| WORK ITEM |
A complete response lists each line of the data below that includes the word "WeightUnits".

Data extracted from a collection
□ □ □ □ □ □ □

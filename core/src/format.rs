//! Formatters producing canonical FedEx sub-structures.
//!
//! Every function here is pure apart from `date`/`time`, which read the
//! local clock for relative inputs. Values are taken as given: garbage in is
//! garbage in the request.

use chrono::{DateTime, Duration, Local, NaiveDate, NaiveDateTime, TimeZone};

use crate::error::{FedexError, Result};
use crate::types::{Address, Contact, Dimensions, LinearUnits, Money, Weight, WeightUnits};

pub fn contact(name: &str, phone: &str, company: Option<&str>) -> Contact {
    Contact {
        person_name: name.to_string(),
        company_name: company.unwrap_or("None").to_string(),
        phone_number: phone.to_string(),
    }
}

/// A residential US address. Use `Address::with_country` and
/// `Address::with_residential` for anything else.
pub fn address(street_lines: &[&str], city: &str, state: &str, zip: &str) -> Address {
    Address {
        street_lines: street_lines.iter().map(|s| s.to_string()).collect(),
        city: city.to_string(),
        state_or_province_code: state.to_string(),
        postal_code: zip.to_string(),
        country_code: "US".to_string(),
        residential: true,
    }
}

pub fn weight(value: f64, units: WeightUnits) -> Weight {
    Weight { units, value }
}

pub fn dimensions(length: u32, width: u32, height: u32, units: LinearUnits) -> Dimensions {
    Dimensions {
        length,
        width,
        height,
        units,
    }
}

/// An amount in US dollars.
pub fn price(amount: f64) -> Money {
    Money::new(amount, "USD")
}

pub fn money(amount: f64, currency: &str) -> Money {
    Money::new(amount, currency)
}

/// Calendar date (`YYYY-MM-DD`) for `value`.
pub fn date(value: &str) -> Result<String> {
    Ok(parse_moment(value)?.format("%Y-%m-%d").to_string())
}

/// Unix timestamp in seconds for `value`.
pub fn time(value: &str) -> Result<i64> {
    Ok(parse_moment(value)?.timestamp())
}

/// Resolve `now`/`today`/`tomorrow`/`yesterday`, RFC 3339, `YYYY-MM-DD` or
/// `YYYY-MM-DD HH:MM:SS` (local time) into a point in time.
pub fn parse_moment(value: &str) -> Result<DateTime<Local>> {
    let value = value.trim();
    let now = Local::now();
    match value.to_ascii_lowercase().as_str() {
        "" | "now" | "today" => return Ok(now),
        "tomorrow" => return Ok(now + Duration::days(1)),
        "yesterday" => return Ok(now - Duration::days(1)),
        _ => {}
    }

    if let Ok(dt) = DateTime::parse_from_rfc3339(value) {
        return Ok(dt.with_timezone(&Local));
    }
    let naive = NaiveDateTime::parse_from_str(value, "%Y-%m-%d %H:%M:%S")
        .ok()
        .or_else(|| {
            NaiveDate::parse_from_str(value, "%Y-%m-%d")
                .ok()
                .and_then(|d| d.and_hms_opt(0, 0, 0))
        })
        .ok_or_else(|| FedexError::InvalidDate(value.to_string()))?;

    Local
        .from_local_datetime(&naive)
        .earliest()
        .ok_or_else(|| FedexError::InvalidDate(value.to_string()))
}
use std::io::{self, Read};

use tracing::debug;

use crate::constants::ROM_START_ADDRESS;
use crate::error::{BoundsError, Error, Result};

/// The fontset
/// this is a collection of bytes that make up the hex digits when written out in binary, one
/// byte below the other. F0 90 90 90 F0 looks like
///
/// 1111
/// 1  1
/// 1  1
/// 1  1
/// 1111
///
/// which is a zero.
pub const FONTSET: [u8; 80] = [
    0xF0, 0x90, 0x90, 0x90, 0xF0, //0
    0x20, 0x60, 0x20, 0x20, 0x70, //1
    0xF0, 0x10, 0xF0, 0x80, 0xF0, //2
    0xF0, 0x10, 0xF0, 0x10, 0xF0, //3
    0x90, 0x90, 0xF0, 0x10, 0x10, //4
    0xF0, 0x80, 0xF0, 0x10, 0xF0, //5
    0xF0, 0x80, 0xF0, 0x90, 0xF0, //6
    0xF0, 0x10, 0x20, 0x40, 0x40, //7
    0xF0, 0x90, 0xF0, 0x90, 0xF0, //8
    0xF0, 0x90, 0xF0, 0x10, 0xF0, //9
    0xF0, 0x90, 0xF0, 0x90, 0x90, //a
    0xE0, 0x90, 0xE0, 0x90, 0xE0, //b
    0xF0, 0x80, 0x80, 0x80, 0xF0, //c
    0xE0, 0x90, 0x90, 0x90, 0xE0, //d
    0xF0, 0x80, 0xF0, 0x80, 0xF0, //e
    0xF0, 0x80, 0xF0, 0x80, 0x80, //f
];

///The ram of the chip8 cpu, uses big endian, and is laid out in the following way:
///0x000 to 0x050 the fontset
///0x200 start of chip-8 programs
///size - 1 end of ram
#[derive(Debug, Clone)]
pub struct Memory {
    bytes: Vec<u8>,
}

impl Memory {
    /// Returns zeroed ram of `size` bytes with the fontset already loaded
    pub fn with_fonts(size: usize) -> Result<Self> {
        if size <= usize::from(ROM_START_ADDRESS) {
            return Err(Error::InvalidConfig(format!(
                "memory size must be > {ROM_START_ADDRESS:#x}, got {size:#x}"
            )));
        }

        let mut bytes = vec![0; size];
        bytes[..FONTSET.len()].copy_from_slice(&FONTSET);
        Ok(Self { bytes })
    }

    pub fn len(&self) -> usize {
        self.bytes.len()
    }

    pub fn is_empty(&self) -> bool {
        self.bytes.is_empty()
    }

    /// How many bytes of program fit between the start address and the end of ram
    pub fn program_capacity(&self) -> usize {
        self.len() - usize::from(ROM_START_ADDRESS)
    }

    /// Copies the reader into ram at the start address, anything past the end of ram is ignored.
    /// Returns the amount of bytes loaded.
    pub fn load(&mut self, reader: &mut impl Read) -> io::Result<usize> {
        let mut program = Vec::with_capacity(self.program_capacity());
        reader
            .take(self.program_capacity() as u64)
            .read_to_end(&mut program)?;

        let start = usize::from(ROM_START_ADDRESS);
        self.bytes[start..start + program.len()].copy_from_slice(&program);
        debug!(bytes = program.len(), start, "loaded program");
        Ok(program.len())
    }

    /// Zeroes everything except the fontset
    pub fn clear_program(&mut self) {
        self.bytes[FONTSET.len()..].fill(0);
    }

    pub fn get_byte(&self, addr: usize) -> std::result::Result<u8, BoundsError> {
        Ok(self.slice(addr, 1)?[0])
    }

    pub fn set_byte(&mut self, addr: usize, value: u8) -> std::result::Result<(), BoundsError> {
        self.slice_mut(addr, 1)?[0] = value;
        Ok(())
    }

    /// Returns the big endian word at `addr`
    pub fn get_word(&self, addr: usize) -> std::result::Result<u16, BoundsError> {
        let word = self.slice(addr, 2)?;
        Ok(u16::from_be_bytes([word[0], word[1]]))
    }

    pub fn slice(&self, addr: usize, len: usize) -> std::result::Result<&[u8], BoundsError> {
        let range = self.check(addr, len)?;
        Ok(&self.bytes[range])
    }

    pub fn slice_mut(
        &mut self,
        addr: usize,
        len: usize,
    ) -> std::result::Result<&mut [u8], BoundsError> {
        let range = self.check(addr, len)?;
        Ok(&mut self.bytes[range])
    }

    fn check(
        &self,
        addr: usize,
        len: usize,
    ) -> std::result::Result<std::ops::Range<usize>, BoundsError> {
        let end = addr.saturating_add(len);
        if end > self.bytes.len() {
            return Err(BoundsError::Memory {
                addr,
                end,
                size: self.bytes.len(),
            });
        }
        Ok(addr..end)
    }
}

□ □ □ □ □ □ □

| RESULT OF THIS EXERCISE |
use crate::types::{Address, Contact, Dimensions, LinearUnits, Money, Weight, WeightUnits};
pub fn weight(value: f64, units: WeightUnits) -> Weight {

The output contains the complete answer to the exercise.